- The task: Would you output the entries below only from the line containing "fn from(e: SocketError)" through the line containing "Err(e) if e.kind()", exactly as they stand and with both ends included?

- Data listing:
—————

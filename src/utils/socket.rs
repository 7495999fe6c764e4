//! Local agent socket hygiene
//!
//! The tunnel exposes its agent socket inside a private per-process
//! directory. Stale sockets are replaced, symlinks are never followed, and
//! the socket itself is only reachable by its owner.

use std::fs;
use std::io;
use std::os::unix::fs::{DirBuilderExt, PermissionsExt};
use std::path::{Path, PathBuf};

/// File name of the tunnel socket inside its session directory
pub const SOCKET_FILE_NAME: &str = "agent.sock";

#[derive(Debug, thiserror::Error)]
pub enum SocketError {
    #[error("Refusing to replace symlink at {path}")]
    SymlinkDetected { path: String },

    #[error("Failed to inspect {path}: {source}")]
    Metadata { path: String, source: io::Error },

    #[error("Failed to remove stale socket at {path}: {source}")]
    Remove { path: String, source: io::Error },

    #[error("Failed to create directory {path}: {source}")]
    CreateDir { path: String, source: io::Error },

    #[error("Failed to set permissions on {path}: {source}")]
    Permission { path: String, source: io::Error },
}

impl From<SocketError> for crate::Error {
    fn from(e: SocketError) -> Self {
        crate::Error::Socket(e.to_string())
    }
}

/// Socket path for the tunnel of process `pid` under `base_dir`
///
/// `base_dir` defaults to the system temporary directory.
pub fn session_socket_path(base_dir: Option<&Path>, pid: u32) -> PathBuf {
    let base = base_dir
        .map(Path::to_path_buf)
        .unwrap_or_else(std::env::temp_dir);
    base.join(format!("{}-{}", crate::NAME, pid))
        .join(SOCKET_FILE_NAME)
}

/// Remove whatever sits at `path`, unless it is a symlink
pub fn remove_stale_socket(path: &Path) -> Result<(), SocketError> {
    match fs::symlink_metadata(path) {
        Ok(metadata) if metadata.file_type().is_symlink() => Err(SocketError::SymlinkDetected {
            path: path.display().to_string(),
        }),
        Ok(_) => fs::remove_file(path).map_err(|e| SocketError::Remove {
            path: path.display().to_string(),
            source: e,
        }),
        Err(e) if e.kind() == io::ErrorKind::NotFound => Ok(()),
        Err(e) => Err(SocketError::Metadata {
            path: path.display().to_string(),
            source: e,
        }),
    }
}

/// Create the parent of `path` with mode 0700 if it is missing
pub fn ensure_private_parent(path: &Path) -> Result<(), SocketError> {
    let Some(parent) = path.parent() else {
        return Ok(());
    };
    if parent.as_os_str().is_empty() || parent.exists() {
        return Ok(());
    }
    fs::DirBuilder::new()
        .recursive(true)
        .mode(0o700)
        .create(parent)
        .map_err(|e| SocketError::CreateDir {
            path: parent.display().to_string(),
            source: e,
        })
}

/// Restrict a freshly bound socket to its owner (0600)
pub fn set_socket_permissions(path: &Path) -> Result<(), SocketError> {
    fs::set_permissions(path, fs::Permissions::from_mode(0o600)).map_err(|e| {
        SocketError::Permission {
            path: path.display().to_string(),
            source: e,
        }
    })
}

/// Get `path` ready for `bind`
///
/// Call `set_socket_permissions` once the socket exists.
pub fn prepare_socket_path(path: &Path) -> Result<(), SocketError> {
    remove_stale_socket(path)?;
    ensure_private_parent(path)
}

#[cfg(test)]
mod tests {
    use super::*;
    use std::os::unix::fs::symlink;
    use tempfile::tempdir;

    #[test]
    fn test_session_socket_path() {
        let path = session_socket_path(Some(Path::new("/run/user/1000")), 4242);
        assert_eq!(
            path,
            PathBuf::from("/run/user/1000/socketauth-4242/agent.sock")
        );

        let tmp = session_socket_path(None, 1);
        assert!(tmp.starts_with(std::env::temp_dir()));
    }

    #[test]
    fn test_remove_stale_socket_missing_is_ok() {
        let dir = tempdir().unwrap();
        assert!(remove_stale_socket(&dir.path().join("none.sock")).is_ok());
    }

    #[test]
    fn test_remove_stale_socket_replaces_file() {
        let dir = tempdir().unwrap();
        let path = dir.path().join("agent.sock");
        fs::write(&path, b"stale").unwrap();
        remove_stale_socket(&path).unwrap();
        assert!(!path.exists());
    }

    #[test]
    fn test_remove_stale_socket_refuses_symlink() {
        let dir = tempdir().unwrap();
        let target = dir.path().join("target");
        let link = dir.path().join("agent.sock");
        fs::write(&target, b"keep me").unwrap();
        symlink(&target, &link).unwrap();

        let result = remove_stale_socket(&link);
        assert!(matches!(result, Err(SocketError::SymlinkDetected { .. })));
        assert!(link.symlink_metadata().is_ok());
        assert!(target.exists());
    }

    #[test]
    fn test_ensure_private_parent_mode() {
        let dir = tempdir().unwrap();
        let path = dir.path().join("socketauth-1").join(SOCKET_FILE_NAME);
        ensure_private_parent(&path).unwrap();

        let mode = fs::metadata(path.parent().unwrap()).unwrap().permissions().mode();
        assert_eq!(mode & 0o777, 0o700);
    }

    #[test]
    fn test_set_socket_permissions() {
        let dir = tempdir().unwrap();
        let path = dir.path().join("agent.sock");
        fs::write(&path, b"").unwrap();
        set_socket_permissions(&path).unwrap();
        let perms = fs::metadata(&path).unwrap().permissions();
        assert_eq!(perms.mode() & 0o777, 0o600);
    }

    #[test]
    fn test_prepare_socket_path() {
        let dir = tempdir().unwrap();
        let existing = dir.path().join("old").join("agent.sock");
        fs::create_dir(dir.path().join("old")).unwrap();
        fs::write(&existing, b"old").unwrap();
        prepare_socket_path(&existing).unwrap();
        assert!(!existing.exists());

        let fresh = dir.path().join("new").join("agent.sock");
        prepare_socket_path(&fresh).unwrap();
        assert!(fresh.parent().unwrap().is_dir());
    }
}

—————

- Your solution:
    fn from(e: SocketError) -> Self {
        crate::Error::Socket(e.to_string())
    }
}

/// Socket path for the tunnel of process `pid` under `base_dir`
///
/// `base_dir` defaults to the system temporary directory.
pub fn session_socket_path(base_dir: Option<&Path>, pid: u32) -> PathBuf {
    let base = base_dir
        .map(Path::to_path_buf)
        .unwrap_or_else(std::env::temp_dir);
    base.join(format!("{}-{}", crate::NAME, pid))
        .join(SOCKET_FILE_NAME)
}

/// Remove whatever sits at `path`, unless it is a symlink
pub fn remove_stale_socket(path: &Path) -> Result<(), SocketError> {
    match fs::symlink_metadata(path) {
        Ok(metadata) if metadata.file_type().is_symlink() => Err(SocketError::SymlinkDetected {
            path: path.display().to_string(),
        }),
        Ok(_) => fs::remove_file(path).map_err(|e| SocketError::Remove {
            path: path.display().to_string(),
            source: e,
        }),
        Err(e) if e.kind() == io::ErrorKind::NotFound => Ok(()),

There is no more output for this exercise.